Stored data Block Start

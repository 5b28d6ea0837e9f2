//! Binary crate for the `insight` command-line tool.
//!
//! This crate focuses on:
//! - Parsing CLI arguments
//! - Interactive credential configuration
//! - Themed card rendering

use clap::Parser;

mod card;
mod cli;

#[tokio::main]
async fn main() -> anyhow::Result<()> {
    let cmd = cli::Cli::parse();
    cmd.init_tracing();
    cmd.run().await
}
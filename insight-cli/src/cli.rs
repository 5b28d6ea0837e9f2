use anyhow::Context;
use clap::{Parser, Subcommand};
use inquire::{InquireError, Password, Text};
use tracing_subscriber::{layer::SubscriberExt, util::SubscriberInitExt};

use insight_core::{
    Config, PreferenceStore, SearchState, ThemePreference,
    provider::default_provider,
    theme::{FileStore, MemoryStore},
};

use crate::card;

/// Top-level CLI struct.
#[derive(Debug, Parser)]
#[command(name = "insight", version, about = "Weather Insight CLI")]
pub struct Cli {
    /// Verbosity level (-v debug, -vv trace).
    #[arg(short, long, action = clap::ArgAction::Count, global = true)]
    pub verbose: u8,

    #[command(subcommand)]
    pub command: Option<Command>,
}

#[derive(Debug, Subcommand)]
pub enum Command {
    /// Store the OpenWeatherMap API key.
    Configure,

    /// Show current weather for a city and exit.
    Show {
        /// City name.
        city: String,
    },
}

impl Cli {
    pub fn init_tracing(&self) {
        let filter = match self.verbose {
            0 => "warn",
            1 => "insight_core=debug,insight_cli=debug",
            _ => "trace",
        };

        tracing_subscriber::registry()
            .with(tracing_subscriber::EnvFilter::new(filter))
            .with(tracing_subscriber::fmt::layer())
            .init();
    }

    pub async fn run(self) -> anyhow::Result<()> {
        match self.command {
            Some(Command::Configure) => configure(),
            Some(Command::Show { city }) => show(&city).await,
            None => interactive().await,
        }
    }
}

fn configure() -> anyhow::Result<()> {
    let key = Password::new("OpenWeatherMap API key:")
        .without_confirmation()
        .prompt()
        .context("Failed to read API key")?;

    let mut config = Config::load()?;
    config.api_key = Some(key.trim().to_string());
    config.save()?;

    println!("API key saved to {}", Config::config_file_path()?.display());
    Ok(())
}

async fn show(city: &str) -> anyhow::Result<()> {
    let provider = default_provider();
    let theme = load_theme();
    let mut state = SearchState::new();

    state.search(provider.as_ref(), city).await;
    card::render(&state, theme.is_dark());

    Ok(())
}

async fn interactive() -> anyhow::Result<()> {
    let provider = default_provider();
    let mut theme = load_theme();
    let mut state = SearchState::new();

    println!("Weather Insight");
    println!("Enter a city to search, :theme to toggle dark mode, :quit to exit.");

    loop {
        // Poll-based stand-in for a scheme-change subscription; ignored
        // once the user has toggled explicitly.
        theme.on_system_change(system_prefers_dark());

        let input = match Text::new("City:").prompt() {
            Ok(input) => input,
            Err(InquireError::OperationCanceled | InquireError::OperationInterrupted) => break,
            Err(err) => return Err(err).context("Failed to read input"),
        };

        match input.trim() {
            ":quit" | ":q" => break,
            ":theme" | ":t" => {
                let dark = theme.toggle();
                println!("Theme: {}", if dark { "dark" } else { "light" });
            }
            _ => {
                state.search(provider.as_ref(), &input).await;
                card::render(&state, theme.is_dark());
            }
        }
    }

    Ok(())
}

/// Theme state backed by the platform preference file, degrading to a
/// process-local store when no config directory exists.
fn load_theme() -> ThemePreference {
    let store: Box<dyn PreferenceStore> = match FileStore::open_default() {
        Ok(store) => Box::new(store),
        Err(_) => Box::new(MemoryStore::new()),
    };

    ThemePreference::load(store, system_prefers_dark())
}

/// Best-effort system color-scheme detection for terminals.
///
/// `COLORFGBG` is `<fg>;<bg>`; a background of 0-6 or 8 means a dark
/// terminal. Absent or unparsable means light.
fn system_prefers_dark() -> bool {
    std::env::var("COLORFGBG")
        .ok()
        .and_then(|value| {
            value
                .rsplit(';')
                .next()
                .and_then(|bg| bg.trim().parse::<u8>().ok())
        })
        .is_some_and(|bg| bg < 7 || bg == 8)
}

Stored data Block End

Tally the lines in the records that hold the word "Password", and state only the resulting number.

→ Response to the task
2